• [Work request]
Count the lines below in which "uppercase" appears, then give that number by itself.

• [Dataset entries]
//! Character output on top of the serial queues
//!
//! [`Console`] is the byte-stream surface the rest of the firmware uses:
//! text with `\n` expanded to CRLF, hex bytes, hex dumps and (with the
//! `receive` feature) input. It is a `Copy` handle borrowing a
//! [`Serial`], so any number of them can exist at once.
//!
//! Text entry points ([`Console::put_char`], [`Console::put_str`],
//! `core::fmt::Write`) translate newlines. The binary stream traits
//! (`embedded_io::Write`, [`UartTx`]) pass bytes through untouched.

use core::convert::Infallible;
use core::fmt;

use nodiskemu_hal::{UartPort, UartRx, UartTx};

use crate::serial::Serial;
use crate::trace::{hex_digits, trace_lines};

/// Formatted output handle for a [`Serial`]
pub struct Console<'a, P, const TX: usize, const RX: usize> {
    serial: &'a Serial<P, TX, RX>,
}

impl<P, const TX: usize, const RX: usize> Clone for Console<'_, P, TX, RX> {
    fn clone(&self) -> Self {
        *self
    }
}

impl<P, const TX: usize, const RX: usize> Copy for Console<'_, P, TX, RX> {}

impl<'a, P: UartPort, const TX: usize, const RX: usize> Console<'a, P, TX, RX> {
    /// Wrap a serial driver
    pub fn new(serial: &'a Serial<P, TX, RX>) -> Self {
        Self { serial }
    }

    /// The underlying serial driver
    pub fn serial(&self) -> &'a Serial<P, TX, RX> {
        self.serial
    }

    /// Write one character, sending `\r` ahead of every `\n`
    pub fn put_char(&self, c: u8) {
        if c == b'\n' {
            self.serial.put_byte(b'\r');
        }
        self.serial.put_byte(c);
    }

    /// Write a string through [`Console::put_char`]
    pub fn put_str(&self, s: &str) {
        for byte in s.bytes() {
            self.put_char(byte);
        }
    }

    /// Write a NUL-terminated byte string through [`Console::put_char`]
    ///
    /// Stops at the first NUL, or at the end of the slice if there is none.
    pub fn put_cstr(&self, s: &[u8]) {
        for &byte in s.iter().take_while(|&&byte| byte != 0) {
            self.put_char(byte);
        }
    }

    /// Write a CR LF pair
    pub fn put_crlf(&self) {
        self.serial.put_byte(b'\r');
        self.serial.put_byte(b'\n');
    }

    /// Write a byte as two uppercase hex digits
    pub fn put_hex_byte(&self, value: u8) {
        for digit in hex_digits(value) {
            self.serial.put_byte(digit);
        }
    }

    /// Write a 16-bit value as four uppercase hex digits
    pub fn put_hex_u16(&self, value: u16) {
        let [hi, lo] = value.to_be_bytes();
        self.put_hex_byte(hi);
        self.put_hex_byte(lo);
    }

    /// Hex dump `len` bytes of `buffer` starting at `start`
    ///
    /// See [`crate::trace`] for the line layout. Each line is flushed
    /// before the next is formatted, so this call blocks until the whole
    /// dump has left the data register.
    pub fn trace_dump(&self, buffer: &[u8], start: u16, len: u16) {
        for line in trace_lines(buffer, start, len) {
            for &byte in line.iter() {
                self.serial.put_byte(byte);
            }
            self.serial.flush();
        }
    }

    /// Spin until all queued output has been sent
    pub fn flush(&self) {
        self.serial.flush();
    }
}

#[cfg(feature = "receive")]
impl<P: UartPort, const TX: usize, const RX: usize> Console<'_, P, TX, RX> {
    /// Take the oldest received byte, if any
    pub fn getc(&self) -> Option<u8> {
        self.serial.try_read()
    }

    /// Spin until a byte arrives (no timeout)
    pub fn blocking_read(&self) -> u8 {
        self.serial.blocking_read()
    }

    /// `true` when no received byte is waiting
    pub fn is_empty(&self) -> bool {
        self.serial.rx_is_empty()
    }
}

impl<P: UartPort, const TX: usize, const RX: usize> fmt::Write for Console<'_, P, TX, RX> {
    fn write_str(&mut self, s: &str) -> fmt::Result {
        self.put_str(s);
        Ok(())
    }
}

impl<P, const TX: usize, const RX: usize> embedded_io::ErrorType for Console<'_, P, TX, RX> {
    type Error = Infallible;
}

impl<P: UartPort, const TX: usize, const RX: usize> embedded_io::Write
    for Console<'_, P, TX, RX>
{
    fn write(&mut self, buf: &[u8]) -> Result<usize, Self::Error> {
        for &byte in buf {
            self.serial.put_byte(byte);
        }
        Ok(buf.len())
    }

    fn flush(&mut self) -> Result<(), Self::Error> {
        self.serial.flush();
        Ok(())
    }
}

#[cfg(feature = "receive")]
impl<P: UartPort, const TX: usize, const RX: usize> embedded_io::Read
    for Console<'_, P, TX, RX>
{
    /// Blocks for the first byte, then returns whatever else is queued
    fn read(&mut self, buf: &mut [u8]) -> Result<usize, Self::Error> {
        let Some((first, rest)) = buf.split_first_mut() else {
            return Ok(0);
        };
        *first = self.serial.blocking_read();

        let mut count = 1;
        for slot in rest {
            match self.serial.try_read() {
                Some(byte) => {
                    *slot = byte;
                    count += 1;
                }
                None => break,
            }
        }
        Ok(count)
    }
}

impl<P: UartPort, const TX: usize, const RX: usize> UartTx for Console<'_, P, TX, RX> {
    type Error = Infallible;

    fn write_blocking(&mut self, data: &[u8]) -> Result<(), Self::Error> {
        for &byte in data {
            self.serial.put_byte(byte);
        }
        Ok(())
    }

    fn flush(&mut self) -> Result<(), Self::Error> {
        self.serial.flush();
        Ok(())
    }
}

#[cfg(feature = "receive")]
impl<P: UartPort, const TX: usize, const RX: usize> UartRx for Console<'_, P, TX, RX> {
    type Error = Infallible;

    fn read_blocking(&mut self, buf: &mut [u8]) -> Result<usize, Self::Error> {
        for slot in buf.iter_mut() {
            *slot = self.serial.blocking_read();
        }
        Ok(buf.len())
    }
}

#[cfg(test)]
mod tests {
    extern crate std;

    use super::*;
    use crate::serial::tests::{drain, setup, TestSerial};
    use core::fmt::Write as _;
    use core::sync::atomic::{AtomicBool, Ordering};
    use std::vec::Vec;

    /// Run `f` while a background thread plays the drain interrupt
    fn with_drainer(serial: &TestSerial, f: impl FnOnce()) {
        let done = AtomicBool::new(false);
        std::thread::scope(|s| {
            s.spawn(|| {
                while !done.load(Ordering::SeqCst) {
                    serial.on_tx_ready();
                    std::thread::yield_now();
                }
            });
            f();
            done.store(true, Ordering::SeqCst);
        });
    }

    #[test]
    fn test_put_char_expands_newline() {
        let (serial, port) = setup();
        let console = serial.console();
        with_drainer(&serial, || console.put_str("ab\ncd"));
        drain(&serial, &port);
        assert_eq!(port.sent(), b"ab\r\ncd");
    }

    #[test]
    fn test_put_hex_byte() {
        let (serial, port) = setup();
        let console = serial.console();
        console.put_hex_byte(0xA5);
        console.put_hex_byte(0x0F);
        drain(&serial, &port);
        assert_eq!(port.sent(), b"A50F");
    }

    #[test]
    fn test_put_hex_u16() {
        let (serial, port) = setup();
        serial.console().put_hex_u16(0xBEEF);
        drain(&serial, &port);
        assert_eq!(port.sent(), b"BEEF");
    }

    #[test]
    fn test_put_cstr_stops_at_nul() {
        let (serial, port) = setup();
        let console = serial.console();
        console.put_cstr(b"ok\0junk");
        console.put_cstr(b"!");
        drain(&serial, &port);
        assert_eq!(port.sent(), b"ok!");
    }

    #[test]
    fn test_fmt_write_uses_crlf() {
        let (serial, port) = setup();
        let mut console = serial.console();
        write!(console, "x={}\n", 5).unwrap();
        drain(&serial, &port);
        assert_eq!(port.sent(), b"x=5\r\n");
    }

    #[test]
    fn test_embedded_io_write_is_binary() {
        let (serial, port) = setup();
        let mut console = serial.console();
        let written = embedded_io::Write::write(&mut console, b"\n\x00").unwrap();
        assert_eq!(written, 2);
        drain(&serial, &port);
        assert_eq!(port.sent(), b"\n\x00");
    }

    #[test]
    fn test_trace_dump_twenty_bytes() {
        let (serial, port) = setup();
        let console = serial.console();
        let data: [u8; 20] = core::array::from_fn(|i| b'a' + i as u8);

        with_drainer(&serial, || console.trace_dump(&data, 0, 20));

        let expected: Vec<u8> = trace_lines(&data, 0, 20).flatten().collect();
        let sent = port.sent();
        assert_eq!(sent, expected);
        assert_eq!(sent.iter().filter(|&&b| b == b'\n').count(), 2);
        assert!(serial.tx_is_empty());
    }

    #[cfg(feature = "receive")]
    #[test]
    fn test_input_surface() {
        let (serial, _port) = setup();
        let mut console = serial.console();
        assert!(console.is_empty());
        assert_eq!(console.getc(), None);

        serial.receive_byte(b'h');
        serial.receive_byte(b'i');
        assert!(!console.is_empty());

        let mut buf = [0u8; 8];
        let count = embedded_io::Read::read(&mut console, &mut buf).unwrap();
        assert_eq!(&buf[..count], b"hi");

        serial.receive_byte(b'z');
        assert_eq!(console.blocking_read(), b'z');

        serial.receive_byte(b'q');
        assert_eq!(console.read_byte(), Ok(b'q'));
    }
}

• [Answer to this problem]
2